§ RECORDED DATA
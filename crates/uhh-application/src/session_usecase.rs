//! Session use case implementation.
//!
//! `SessionUseCase` is what a UI talks to. It wraps the repository, enforces
//! the "one active session" contract on start, and attaches statistics.

use serde::Serialize;
use std::sync::Arc;
use uhh_core::clock::{Clock, ClockHandle};
use uhh_core::config::ActiveSessionPolicy;
use uhh_core::error::{Result, UhhError};
use uhh_core::session::{
    Session, SessionRepository, SessionStats, compute_stats, find_active_session,
};

/// One row of the session list: the session, its stats and whether it is running.
#[derive(Debug, Clone, PartialEq, Serialize)]
#[serde(rename_all = "camelCase")]
pub struct SessionOverview {
    pub session: Session,
    pub stats: SessionStats,
    pub is_active: bool,
}

/// Use case for managing speaking sessions.
///
/// # Responsibilities
///
/// - Starting sessions without ever having two active at once
/// - Recording filler words and ending sessions
/// - Computing statistics at the current time
pub struct SessionUseCase {
    /// Repository for session data persistence
    session_repository: Arc<dyn SessionRepository>,
    clock: ClockHandle,
    /// What `start_session` does while another session is active
    on_start_with_active: ActiveSessionPolicy,
}

impl SessionUseCase {
    pub fn new(
        session_repository: Arc<dyn SessionRepository>,
        clock: ClockHandle,
        on_start_with_active: ActiveSessionPolicy,
    ) -> Self {
        Self {
            session_repository,
            clock,
            on_start_with_active,
        }
    }

    /// All sessions in stored (creation) order.
    pub fn list_sessions(&self) -> Result<Vec<Session>> {
        self.session_repository.list_sessions()
    }

    /// All sessions, most recently started first.
    pub fn list_sessions_for_display(&self) -> Result<Vec<Session>> {
        let mut sessions = self.session_repository.list_sessions()?;
        sessions.sort_by(|a, b| {
            b.start_time
                .cmp(&a.start_time)
                .then_with(|| b.index.cmp(&a.index))
        });
        Ok(sessions)
    }

    /// Starts a new session named `name`.
    ///
    /// # Errors
    ///
    /// - `InvalidArgument` if the name is blank
    /// - `SessionAlreadyActive` if a session is running and the policy is `Reject`
    pub fn start_session(&self, name: &str) -> Result<Session> {
        if name.trim().is_empty() {
            return Err(UhhError::invalid_argument("session name must not be empty"));
        }

        let sessions = self.session_repository.list_sessions()?;
        if let Some(active) = find_active_session(&sessions) {
            match self.on_start_with_active {
                ActiveSessionPolicy::Reject => {
                    tracing::debug!("Refusing to start '{}': '{}' is active", name, active.id);
                    return Err(UhhError::SessionAlreadyActive {
                        id: active.id.clone(),
                    });
                }
                ActiveSessionPolicy::EndCurrent => {
                    tracing::info!("Ending active session '{}' before starting a new one", active.id);
                    self.session_repository.end_session(&active.id, None)?;
                }
            }
        }

        self.session_repository.create_session(name)
    }

    /// The session with `session_id`.
    ///
    /// # Errors
    ///
    /// `NotFound` if no such session is stored.
    pub fn get_session(&self, session_id: &str) -> Result<Session> {
        self.session_repository
            .list_sessions()?
            .into_iter()
            .find(|s| s.id == session_id)
            .ok_or_else(|| UhhError::not_found("Session", session_id))
    }

    /// Logs one "uhh" in the given session at the current time.
    pub fn record_uhh(&self, session_id: &str) -> Result<()> {
        self.session_repository.append_filler_word_event(session_id)
    }

    pub fn end_session(&self, session_id: &str) -> Result<()> {
        self.session_repository.end_session(session_id, None)
    }

    pub fn delete_session(&self, session_id: &str) -> Result<()> {
        self.session_repository.delete_session(session_id)
    }

    pub fn delete_all_sessions(&self) -> Result<()> {
        tracing::info!("Deleting all sessions");
        self.session_repository.delete_all_sessions()
    }

    pub fn active_session(&self) -> Result<Option<Session>> {
        let sessions = self.session_repository.list_sessions()?;
        Ok(find_active_session(&sessions).cloned())
    }

    /// Stats for one session as of now; `None` if the id is unknown.
    pub fn stats_for(&self, session_id: &str) -> Result<Option<SessionStats>> {
        let now = self.clock.now_ms();
        Ok(self
            .session_repository
            .list_sessions()?
            .iter()
            .find(|s| s.id == session_id)
            .map(|s| compute_stats(s, now)))
    }

    /// The session list with stats, newest first.
    pub fn overview(&self) -> Result<Vec<SessionOverview>> {
        let now = self.clock.now_ms();
        Ok(self
            .list_sessions_for_display()?
            .into_iter()
            .map(|session| SessionOverview {
                stats: compute_stats(&session, now),
                is_active: session.is_active(),
                session,
            })
            .collect())
    }
}

#[cfg(test)]
mod tests {
    use super::*;
    use uhh_core::clock::ManualClock;
    use uhh_infrastructure::storage::{InMemoryStore, SessionStore};
    use uhh_infrastructure::{KvSessionRepository, SchemaMigrator};

    fn usecase(policy: ActiveSessionPolicy) -> (SessionUseCase, Arc<ManualClock>) {
        let clock = Arc::new(ManualClock::new(0));
        let handle = ClockHandle::new(clock.clone());
        let repository = Arc::new(KvSessionRepository::new(
            SessionStore::new(Arc::new(InMemoryStore::new())),
            Arc::new(SchemaMigrator::new()),
            handle.clone(),
        ));
        (SessionUseCase::new(repository, handle, policy), clock)
    }

    #[test]
    fn test_reject_policy_keeps_single_active() {
        let (usecase, _) = usecase(ActiveSessionPolicy::Reject);
        let first = usecase.start_session("First").unwrap();

        let err = usecase.start_session("Second").unwrap_err();
        assert_eq!(err, UhhError::SessionAlreadyActive { id: first.id.clone() });
        assert_eq!(usecase.list_sessions().unwrap().len(), 1);
    }

    #[test]
    fn test_end_current_policy_ends_then_creates() {
        let (usecase, clock) = usecase(ActiveSessionPolicy::EndCurrent);
        let first = usecase.start_session("First").unwrap();
        clock.set(60_000);
        let second = usecase.start_session("Second").unwrap();

        let sessions = usecase.list_sessions().unwrap();
        assert_eq!(sessions[0].end_time, Some(60_000));
        assert_eq!(usecase.active_session().unwrap().map(|s| s.id), Some(second.id));
        assert_ne!(first.index, second.index);
    }

    #[test]
    fn test_blank_name_does_not_end_active_session() {
        let (usecase, _) = usecase(ActiveSessionPolicy::EndCurrent);
        let first = usecase.start_session("First").unwrap();
        assert!(usecase.start_session("  ").unwrap_err().is_invalid_argument());
        assert_eq!(usecase.active_session().unwrap().map(|s| s.id), Some(first.id));
    }

    #[test]
    fn test_talk_stats() {
        let (usecase, clock) = usecase(ActiveSessionPolicy::Reject);
        let talk = usecase.start_session("Talk").unwrap();
        clock.set(30_000);
        usecase.record_uhh(&talk.id).unwrap();
        clock.set(95_000);
        usecase.record_uhh(&talk.id).unwrap();
        clock.set(130_000);
        usecase.end_session(&talk.id).unwrap();

        let stats = usecase.stats_for(&talk.id).unwrap().unwrap();
        assert_eq!(stats.total_uhh, 2);
        assert!((stats.duration_minutes - 130.0 / 60.0).abs() < 1e-9);
        let buckets: Vec<_> = stats
            .minute_by_minute_data
            .iter()
            .map(|b| (b.minute, b.uhh))
            .collect();
        assert_eq!(buckets, vec![(1, 1), (2, 1), (3, 0)]);

        assert_eq!(usecase.stats_for("missing").unwrap(), None);
    }

    #[test]
    fn test_overview_is_newest_first() {
        let (usecase, clock) = usecase(ActiveSessionPolicy::Reject);
        let old = usecase.start_session("Old").unwrap();
        usecase.end_session(&old.id).unwrap();
        clock.set(120_000);
        let new = usecase.start_session("New").unwrap();

        let overview = usecase.overview().unwrap();
        assert_eq!(overview.len(), 2);
        assert_eq!(overview[0].session.id, new.id);
        assert!(overview[0].is_active);
        assert_eq!(overview[1].session.id, old.id);
        assert!(!overview[1].is_active);
        assert_eq!(overview[1].stats.duration_minutes, 1.0);
    }

    #[test]
    fn test_get_session() {
        let (usecase, _) = usecase(ActiveSessionPolicy::Reject);
        let talk = usecase.start_session("Talk").unwrap();

        assert_eq!(usecase.get_session(&talk.id).unwrap(), talk);
        let err = usecase.get_session("missing").unwrap_err();
        assert!(err.is_not_found());
        assert_eq!(err.to_string(), "Entity not found: Session 'missing'");
    }

    #[test]
    fn test_delete_all() {
        let (usecase, _) = usecase(ActiveSessionPolicy::Reject);
        usecase.start_session("A").unwrap();
        usecase.delete_all_sessions().unwrap();
        assert!(usecase.list_sessions().unwrap().is_empty());
        assert!(usecase.active_session().unwrap().is_none());
    }
}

§ DIRECTIONS
One number makes up the answer: the number of lines among the entries that include the word "serde".

§ RESULT
2